Government administered prices are clearly keeping inflation in South Africa structurally higher and would constrain a move to a lower target band, says Mike Schüssler, consulting economist at Brenthurst Wealth.
Schüssler pointed to July’s CPI release, which incorporated the latest annual increases in municipal charges, including water, electricity, sewer services, refuse removal and assessment fees.
“These are all considered administered prices, as they are determined by the government and are not subject to market forces of supply and demand,” he said.
“Historically, administered prices have been considered to push South Africa’s inflation rate upwards and result in sticky inflation expectations, as a household or company’s municipal account constitutes a big chunk of its costs and increases in this expense definitely forms the perception or rather reality of inflation.”
Below he outlined some of these administered prices and how they have continued to increase over the last decade.
Statistics South Africa reported that households would, on average, pay 13.7% higher for electricity effective 1 July 2021.
The increase is more than double that of the previous year and above the average increase of 10.8% since 2009.
The average water tariff increase effective from 1 July 2021 is the lowest in the past 13 years at 6.8% y/y, though still notably above average headline inflation.
Wide discrepancies are evident between different provinces and areas, with the Free State having had the highest annual increase of 7.6% and Limpopo the lowest annual increase of 3.6%.
The average annual increase over the past 13 years was a significant 10.2%, Schüssler said.
‘No choice’ price changes
Numerous other items in the CPI basket are classified as administered prices, said Schüssler.
Fuel on its own is 4.6% of total inflation and 28% of total administered prices, said Schüssler.
“It is a large driver of inflation, and most has not come from the actual basic fuel or oil price, but from the increase in taxes, Road Accident Fund levies, transport costs, retail and wholesale margins.”
It is clear from the above analysis that households and corporates are continuously constrained by the extent of tariff increases as reflected in monthly municipal accounts, said Schüssler.

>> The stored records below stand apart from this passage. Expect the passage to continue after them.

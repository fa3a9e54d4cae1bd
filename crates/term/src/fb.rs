//! Framebuffer and style types for terminal rendering.

/// 24-bit RGB color.
#[derive(Debug, Clone, Copy, PartialEq, Eq, Default)]
pub struct Rgb {
    pub r: u8,
    pub g: u8,
    pub b: u8,
}

impl Rgb {
    pub const fn new(r: u8, g: u8, b: u8) -> Self {
        Self { r, g, b }
    }
}

/// Minimal per-cell styling.
#[derive(Debug, Clone, Copy, PartialEq, Eq)]
pub struct CellStyle {
    pub fg: Rgb,
    pub bg: Rgb,
    pub bold: bool,
}

impl CellStyle {
    pub const fn new(fg: Rgb, bg: Rgb) -> Self {
        Self {
            fg,
            bg,
            bold: false,
        }
    }

    pub const fn bold(mut self) -> Self {
        self.bold = true;
        self
    }
}

impl Default for CellStyle {
    fn default() -> Self {
        Self::new(Rgb::new(220, 220, 220), Rgb::new(0, 0, 0))
    }
}

/// A single terminal cell.
#[derive(Debug, Clone, Copy, PartialEq, Eq)]
pub struct Cell {
    pub ch: char,
    pub style: CellStyle,
}

impl Default for Cell {
    fn default() -> Self {
        Self {
            ch: ' ',
            style: CellStyle::default(),
        }
    }
}

/// 2D framebuffer of styled character cells.
#[derive(Debug, Clone, PartialEq, Eq)]
pub struct FrameBuffer {
    width: u16,
    height: u16,
    cells: Vec<Cell>,
}

impl FrameBuffer {
    pub fn new(width: u16, height: u16) -> Self {
        let len = (width as usize) * (height as usize);
        Self {
            width,
            height,
            cells: vec![Cell::default(); len],
        }
    }

    pub fn width(&self) -> u16 {
        self.width
    }

    pub fn height(&self) -> u16 {
        self.height
    }

    /// Resize and blank the framebuffer, keeping the allocation when possible.
    pub fn reset(&mut self, width: u16, height: u16) {
        self.width = width;
        self.height = height;
        let len = (width as usize) * (height as usize);
        self.cells.clear();
        self.cells.resize(len, Cell::default());
    }

    #[inline(always)]
    fn idx(&self, x: u16, y: u16) -> Option<usize> {
        if x >= self.width || y >= self.height {
            return None;
        }
        Some((y as usize) * (self.width as usize) + (x as usize))
    }

    pub fn get(&self, x: u16, y: u16) -> Option<Cell> {
        self.idx(x, y).map(|i| self.cells[i])
    }

    pub fn put_char(&mut self, x: u16, y: u16, ch: char, style: CellStyle) {
        if let Some(i) = self.idx(x, y) {
            self.cells[i] = Cell { ch, style };
        }
    }

    /// Write `s` starting at `(x, y)`, clipped at the right edge.
    pub fn put_str(&mut self, x: u16, y: u16, s: &str, style: CellStyle) {
        for (dx, ch) in s.chars().enumerate() {
            let cx = x as usize + dx;
            if cx >= self.width as usize {
                break;
            }
            self.put_char(cx as u16, y, ch, style);
        }
    }

    /// Write `s` centered in a field of `w` cells, padding both sides with spaces.
    ///
    /// An odd leftover space goes to the right.
    pub fn put_str_centered(&mut self, x: u16, y: u16, w: u16, s: &str, style: CellStyle) {
        let len = s.chars().count() as u16;
        let left = w.saturating_sub(len) / 2;
        for dx in 0..w {
            self.put_char(x.saturating_add(dx), y, ' ', style);
        }
        self.put_str(x.saturating_add(left), y, s, style);
    }

    /// The characters of row `y`, without styling.
    pub fn row_text(&self, y: u16) -> String {
        (0..self.width)
            .filter_map(|x| self.get(x, y))
            .map(|c| c.ch)
            .collect()
    }
}
//! Terminal 2048 runner (default binary).
//!
//! Reads one direction at a time, applies it to the game, and redraws the board only
//! when its contents changed. The game runs on the alternate screen; raw mode is held
//! only while waiting for a key.

use anyhow::{Context, Result};
use clap::Parser;
use tracing::info;

use tui_2048::config::{AppConfig, Args};
use tui_2048::core::{GameState, RenderGate};
use tui_2048::input::{wait_for_input, InputEvent};
use tui_2048::logging;
use tui_2048::term::{FrameBuffer, GameView, TerminalRenderer};

/// Conventional exit status for a process stopped by Ctrl-C.
const EXIT_INTERRUPTED: i32 = 130;

/// How the game loop ended.
#[derive(Debug, Clone, Copy, PartialEq, Eq)]
enum Exit {
    GameOver,
    Interrupted,
}

fn main() -> Result<()> {
    let args = Args::parse();
    let config = AppConfig::from_args(args).context("invalid configuration")?;
    logging::init(config.log_file.as_deref(), &config.log_filter)?;

    info!(
        rows = config.settings.rows,
        cols = config.settings.cols,
        spawn_table = ?config.settings.spawn_table.entries(),
        seed = config.seed,
        "starting game"
    );

    let mut game = GameState::new(config.settings, config.seed)?;
    let mut term = TerminalRenderer::new();
    term.enter()?;

    let result = run(&mut term, &mut game);

    // Always try to restore terminal state.
    let _ = term.exit();

    match result? {
        Exit::GameOver => {
            for line in final_summary(&game) {
                println!("{line}");
            }
            Ok(())
        }
        Exit::Interrupted => {
            info!(score = game.score(), moves = game.moves(), "interrupted");
            std::process::exit(EXIT_INTERRUPTED);
        }
    }
}

fn run(term: &mut TerminalRenderer, game: &mut GameState) -> Result<Exit> {
    let view = GameView::default();
    let mut fb = FrameBuffer::new(0, 0);
    let mut gate = RenderGate::new();

    game.start();

    loop {
        if gate.should_render(&game.signature()) {
            view.render_into(game, &mut fb);
            term.draw(&fb)?;
        }

        if game.is_game_over() {
            return Ok(Exit::GameOver);
        }

        match wait_for_input().context("failed to read input")? {
            InputEvent::Interrupt => return Ok(Exit::Interrupted),
            InputEvent::Move(direction) => {
                game.apply_move(direction);
            }
        }
    }
}

/// Plain-text copy of the last frame, printed after leaving the alternate screen.
fn final_summary(game: &GameState) -> Vec<String> {
    let fb = GameView::plain().render(game);
    (0..fb.height())
        .map(|y| fb.row_text(y).trim_end().to_string())
        .collect()
}
//! Board module - manages the tile grid
//!
//! The board is a `rows x cols` grid where each cell holds a tile value, `0` meaning empty.
//! Uses a flat vector in row-major order for cache locality; the dimensions are fixed at
//! construction and never change for the lifetime of a game.
//! Coordinates: `(row, col)` where row grows downward and col grows rightward.


use crate::error::ConfigError;
use crate::types::{Tile, EMPTY, MAX_DIM};

/// The game board - `rows x cols` tiles using flat storage
#[derive(Debug, Clone, PartialEq, Eq)]
pub struct Board {
    rows: usize,
    cols: usize,
    /// Flat array of tiles, row-major order (row * cols + col)
    cells: Vec<Tile>,
}

impl Board {
    /// Create a new empty board.
    ///
    /// Rejects zero dimensions and anything above [`MAX_DIM`].
    pub fn new(rows: usize, cols: usize) -> Result<Self, ConfigError> {
        if rows == 0 || cols == 0 || rows > MAX_DIM || cols > MAX_DIM {
            return Err(ConfigError::InvalidDimensions { rows, cols });
        }
        Ok(Self {
            rows,
            cols,
            cells: vec![EMPTY; rows * cols],
        })
    }

    /// Build a board from nested rows.
    ///
    /// # Examples
    ///
    /// ```
    /// use tui_2048_core::Board;
    ///
    /// let board = Board::from_rows(vec![vec![2, 0], vec![0, 4]]).unwrap();
    /// assert_eq!(board.get(1, 1), Some(4));
    /// assert_eq!(board.get(2, 0), None);
    /// ```
    pub fn from_rows(rows: Vec<Vec<Tile>>) -> Result<Self, ConfigError> {
        let height = rows.len();
        let width = rows.first().map(Vec::len).unwrap_or(0);
        let mut board = Self::new(height, width)?;

        for (r, row) in rows.into_iter().enumerate() {
            if row.len() != width {
                return Err(ConfigError::RaggedRows {
                    row: r,
                    expected: width,
                    found: row.len(),
                });
            }
            let start = r * width;
            board.cells[start..start + width].copy_from_slice(&row);
        }

        Ok(board)
    }

    /// Convert to nested rows (for tests and display).
    pub fn to_rows(&self) -> Vec<Vec<Tile>> {
        self.cells.chunks(self.cols).map(<[Tile]>::to_vec).collect()
    }

    #[inline(always)]
    fn index(&self, row: usize, col: usize) -> Option<usize> {
        if row >= self.rows || col >= self.cols {
            return None;
        }
        Some(row * self.cols + col)
    }

    pub fn rows(&self) -> usize {
        self.rows
    }

    pub fn cols(&self) -> usize {
        self.cols
    }

    /// Get tile at `(row, col)`.
    /// Returns None if out of bounds
    pub fn get(&self, row: usize, col: usize) -> Option<Tile> {
        self.index(row, col).map(|idx| self.cells[idx])
    }

    /// Set tile at `(row, col)`.
    /// Returns false if out of bounds
    pub fn set(&mut self, row: usize, col: usize, tile: Tile) -> bool {
        match self.index(row, col) {
            Some(idx) => {
                self.cells[idx] = tile;
                true
            }
            None => false,
        }
    }

    /// Check if position is within bounds and empty
    pub fn is_empty_at(&self, row: usize, col: usize) -> bool {
        self.get(row, col) == Some(EMPTY)
    }

    /// Flat row-major view of all tiles.
    pub fn cells(&self) -> &[Tile] {
        &self.cells
    }

    pub(crate) fn cells_mut(&mut self) -> &mut [Tile] {
        &mut self.cells
    }

    /// Row-major serialization used only to detect change between two board states.
    ///
    /// Cells are separated by `,` and rows by `/`, so two boards share a signature
    /// exactly when every cell matches.
    ///
    /// ```
    /// use tui_2048_core::Board;
    ///
    /// let board = Board::from_rows(vec![vec![1, 11], vec![0, 2]]).unwrap();
    /// assert_eq!(board.stringify(), "1,11/0,2");
    /// ```
    pub fn stringify(&self) -> String {
        let mut out = String::with_capacity(self.cells.len() * 3);
        for (i, tile) in self.cells.iter().enumerate() {
            if i > 0 {
                out.push(if i % self.cols == 0 { '/' } else { ',' });
            }
            out.push_str(&tile.to_string());
        }
        out
    }

    /// True iff every cell holds a tile.
    pub fn is_full(&self) -> bool {
        self.cells.iter().all(|&t| t != EMPTY)
    }

    /// True iff the board is full and no two orthogonally adjacent tiles are equal.
    pub fn is_game_over(&self) -> bool {
        if !self.is_full() {
            return false;
        }

        let horizontal_pair = self
            .cells
            .chunks(self.cols)
            .any(|row| row.windows(2).any(|w| w[0] == w[1]));
        if horizontal_pair {
            return false;
        }

        // A window of cols + 1 spans from (r, c) to the cell directly below it.
        let vertical_pair = self
            .cells
            .windows(self.cols + 1)
            .any(|w| w[0] == w[self.cols]);
        !vertical_pair
    }

    /// Number of empty cells.
    pub fn empty_count(&self) -> usize {
        self.cells.iter().filter(|&&t| t == EMPTY).count()
    }

    /// Largest tile on the board (0 for an empty board).
    pub fn highest_tile(&self) -> Tile {
        self.cells.iter().copied().max().unwrap_or(EMPTY)
    }

    /// Sum of all tiles.
    pub fn tile_sum(&self) -> u64 {
        self.cells.iter().sum()
    }
}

“If these tariffs, that are a growing expense for each homeowner, renting tenant or business, continue to rise at a pace much faster than average inflation and average wage increases, South Africans will be getting progressively poorer.
“Less purchasing power in the pockets of the broader population will offset to lower spending and lower economic growth, a nasty cycle that South Africa can ill afford.”
Household income can no longer keep up with administered prices, and the country is struggling to compete in the world and at home against imports, as these administered prices are a cost-push factor, he said.
Schüssler added that South African firms cannot compete with these excessive increases hanging around their necks for over a decade now.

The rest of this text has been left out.